The Web is a world of first impressions, and quick ones at that. Users form an opinion of a website within the first few seconds of loading it. This means that the colors, the layout and the presentation of headings are all evaluated before any content is actually absorbed. Users are inclined to scan content until they zero in on something that piques their interest. Regardless of what your content actually says, the design around it controls what the users see first and how their eyes move across the sections of the page.

In addition to searching for interesting information, users will also be determining how credible this resource is. Despite being constantly taught that we shouldn’t judge a book by its cover, all of us are susceptible to trusting a resource based on our familiarity with it, what our peers think of it and the time and money that we estimate was put into its construction.

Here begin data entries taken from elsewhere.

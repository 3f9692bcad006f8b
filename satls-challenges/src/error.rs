#[derive(Debug, Clone, PartialEq, Eq)]
pub enum ProblemError {
    BudgetExpired {
        evaluations: u64,
    },
    EmptySlot {
        slot: usize,
    },
    InvalidSlot {
        slot: usize,
        num_slots: usize,
    },
    InvalidSolutionLength {
        expected: usize,
        actual: usize,
    },
    VariableOutOfRange {
        index: usize,
        num_variables: usize,
    },
}

impl std::fmt::Display for ProblemError {
    fn fmt(&self, f: &mut std::fmt::Formatter<'_>) -> std::fmt::Result {
        match self {
            ProblemError::BudgetExpired { evaluations } => write!(
                f,
                "Objective value requested after the budget expired (evaluations: {})",
                evaluations
            ),
            ProblemError::EmptySlot { slot } => {
                write!(f, "Solution slot '{}' has not been initialised", slot)
            }
            ProblemError::InvalidSlot { slot, num_slots } => write!(
                f,
                "Invalid solution slot '{}'. Expected one of 0..{}",
                slot, num_slots
            ),
            ProblemError::InvalidSolutionLength { expected, actual } => write!(
                f,
                "Invalid number of variables. Expected: {}, Actual: {}",
                expected, actual
            ),
            ProblemError::VariableOutOfRange {
                index,
                num_variables,
            } => write!(
                f,
                "Variable index '{}' is out of range for {} variables",
                index, num_variables
            ),
        }
    }
}

impl std::error::Error for ProblemError {}
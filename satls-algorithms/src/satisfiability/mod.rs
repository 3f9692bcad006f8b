pub mod heuristics;
pub use heuristics::{
    Heuristic, HeuristicKind, RandomBitFlip, SingleBitHillClimbing, SteepestDescentHillClimbing,
};
pub mod search;
pub use search::{
    IteratedLocalSearch, LocalSearch, RandomWalk, SearchMethod, SearchState, StepOutcome,
};
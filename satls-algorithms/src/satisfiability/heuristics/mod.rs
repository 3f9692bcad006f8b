use anyhow::{anyhow, Result};
use satls_challenges::{
    satisfiability::{ObjectiveValue, SatProblem, Slot, CURRENT_SOLUTION_INDEX},
    ProblemError,
};
use serde::{Deserialize, Serialize};
use std::{fmt, str::FromStr};

mod random_bit_flip;
pub use random_bit_flip::RandomBitFlip;
mod single_bit_hill_climbing;
pub use single_bit_hill_climbing::SingleBitHillClimbing;
mod steepest_descent_hill_climbing;
pub use steepest_descent_hill_climbing::SteepestDescentHillClimbing;

/// A move operator over one solution slot.
///
/// Operators hold no per-trial state; any randomness is drawn from the
/// problem's random source.
pub trait Heuristic {
    fn name(&self) -> &'static str;

    fn apply(&self, problem: &mut SatProblem, slot: Slot) -> Result<(), ProblemError>;

    fn apply_to_current(&self, problem: &mut SatProblem) -> Result<(), ProblemError> {
        self.apply(problem, CURRENT_SOLUTION_INDEX)
    }
}

impl<H: Heuristic + ?Sized> Heuristic for Box<H> {
    fn name(&self) -> &'static str {
        (**self).name()
    }

    fn apply(&self, problem: &mut SatProblem, slot: Slot) -> Result<(), ProblemError> {
        (**self).apply(problem, slot)
    }
}

/// Polls the budget and evaluates `slot`, or returns `None` if it has expired.
///
/// A `BudgetExpired` error from the evaluation itself is a contract violation
/// and is propagated.
pub fn objective_within_budget(
    problem: &mut SatProblem,
    slot: Slot,
) -> Result<Option<ObjectiveValue>, ProblemError> {
    if problem.has_budget_expired() {
        return Ok(None);
    }
    problem.objective_value(slot).map(Some)
}

/// The closed set of operators, addressable by id or name from configuration.
#[derive(Serialize, Deserialize, Debug, Clone, Copy, PartialEq, Eq, Hash)]
#[serde(rename_all = "snake_case")]
pub enum HeuristicKind {
    RandomBitFlip,
    SingleBitHillClimbing,
    SteepestDescentHillClimbing,
}

impl HeuristicKind {
    pub const ALL: [HeuristicKind; 3] = [
        HeuristicKind::RandomBitFlip,
        HeuristicKind::SingleBitHillClimbing,
        HeuristicKind::SteepestDescentHillClimbing,
    ];

    pub fn from_id(id: usize) -> Result<Self> {
        Self::ALL.get(id).copied().ok_or_else(|| {
            anyhow!(
                "Invalid heuristic id '{}'. Expected one of 0..{}",
                id,
                Self::ALL.len()
            )
        })
    }

    pub fn id(&self) -> usize {
        match self {
            HeuristicKind::RandomBitFlip => 0,
            HeuristicKind::SingleBitHillClimbing => 1,
            HeuristicKind::SteepestDescentHillClimbing => 2,
        }
    }

    fn key(&self) -> &'static str {
        match self {
            HeuristicKind::RandomBitFlip => "random_bit_flip",
            HeuristicKind::SingleBitHillClimbing => "single_bit_hill_climbing",
            HeuristicKind::SteepestDescentHillClimbing => "steepest_descent_hill_climbing",
        }
    }
}

impl Heuristic for HeuristicKind {
    fn name(&self) -> &'static str {
        match self {
            HeuristicKind::RandomBitFlip => RandomBitFlip.name(),
            HeuristicKind::SingleBitHillClimbing => SingleBitHillClimbing.name(),
            HeuristicKind::SteepestDescentHillClimbing => SteepestDescentHillClimbing.name(),
        }
    }

    fn apply(&self, problem: &mut SatProblem, slot: Slot) -> Result<(), ProblemError> {
        match self {
            HeuristicKind::RandomBitFlip => RandomBitFlip.apply(problem, slot),
            HeuristicKind::SingleBitHillClimbing => SingleBitHillClimbing.apply(problem, slot),
            HeuristicKind::SteepestDescentHillClimbing => {
                SteepestDescentHillClimbing.apply(problem, slot)
            }
        }
    }
}

impl FromStr for HeuristicKind {
    type Err = anyhow::Error;

    fn from_str(s: &str) -> Result<Self> {
        Self::ALL
            .iter()
            .find(|kind| kind.key() == s || kind.name().eq_ignore_ascii_case(s))
            .copied()
            .ok_or_else(|| anyhow!("Unknown heuristic '{}'", s))
    }
}

impl fmt::Display for HeuristicKind {
    fn fmt(&self, f: &mut fmt::Formatter<'_>) -> fmt::Result {
        f.write_str(self.name())
    }
}
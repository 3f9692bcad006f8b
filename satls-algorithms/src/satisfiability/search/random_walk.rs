use super::{SearchMethod, SearchState, StepOutcome};
use crate::satisfiability::heuristics::{objective_within_budget, Heuristic, RandomBitFlip};
use satls_challenges::{
    satisfiability::{ObjectiveValue, SatProblem, CURRENT_SOLUTION_INDEX},
    ProblemError,
};

/// Repeated random bit flips with no acceptance test. Uses only the current slot.
#[derive(Debug, Clone, Copy, Default)]
pub struct RandomWalk {
    mutation: RandomBitFlip,
}

impl RandomWalk {
    pub fn new() -> Self {
        Self::default()
    }
}

impl SearchMethod for RandomWalk {
    fn name(&self) -> String {
        "Random Walk".to_string()
    }

    fn initialise(
        &mut self,
        problem: &mut SatProblem,
    ) -> Result<Option<ObjectiveValue>, ProblemError> {
        problem.create_random_solution(CURRENT_SOLUTION_INDEX)?;
        objective_within_budget(problem, CURRENT_SOLUTION_INDEX)
    }

    fn step(&mut self, problem: &mut SatProblem) -> Result<StepOutcome, ProblemError> {
        if problem.has_budget_expired() {
            return Ok(StepOutcome::expired(SearchState::Idle));
        }
        self.mutation.apply(problem, CURRENT_SOLUTION_INDEX)?;
        // The evaluation only feeds the budget and the best-solution record.
        Ok(StepOutcome {
            state: SearchState::Accepted,
            objective: objective_within_budget(problem, CURRENT_SOLUTION_INDEX)?,
        })
    }
}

Living Social takes advantage of this in its design in multiple ways. A quick scan of the main page after the user has entered an email address and location reveals several techniques that have been implemented to elicit a reaction from the user.

Living Social

Perhaps most striking is the background image. In every city that Living Social serves, a background picture loads that the visitor can relate to. I immediately connected with this website because I did a double-take at the background image and realized that I pass by this area all the time: it’s just down the road from me!

Living Social has also done the little things right. A clear hierarchy is established on the page through the headings and content modules; the call to action is the most prominent element; and the interactions oriented around engagement are easily accessible. The counters that tell you how many people have bought the deal and how much time you have left generate sufficient peer pressure.

Living Social

When all is said and done, Living Social has invested in the introduction side of its design, which makes a lot of sense given its content. Living Social and the other daily deal websites thrive on a high volume of quick visits, which means they often live and die on first impressions. The heavy emphasis on the impression portion of this design begins with the content. Instead of fitting content into a design concept, Living Social has wrapped an appropriate design around the content that it wants to feature. But we aren’t done there.

Content Consumption

Even in the process of consuming content that we’ve proposed, design plays a huge role. The crucial rules of typography control the experience that users have when reading articles. The mood of images and video can vary drastically based on their aesthetic setting. If your primary content is user-generated, then the ability of users to interact with the website and each other will be driven by the interface you’ve designed.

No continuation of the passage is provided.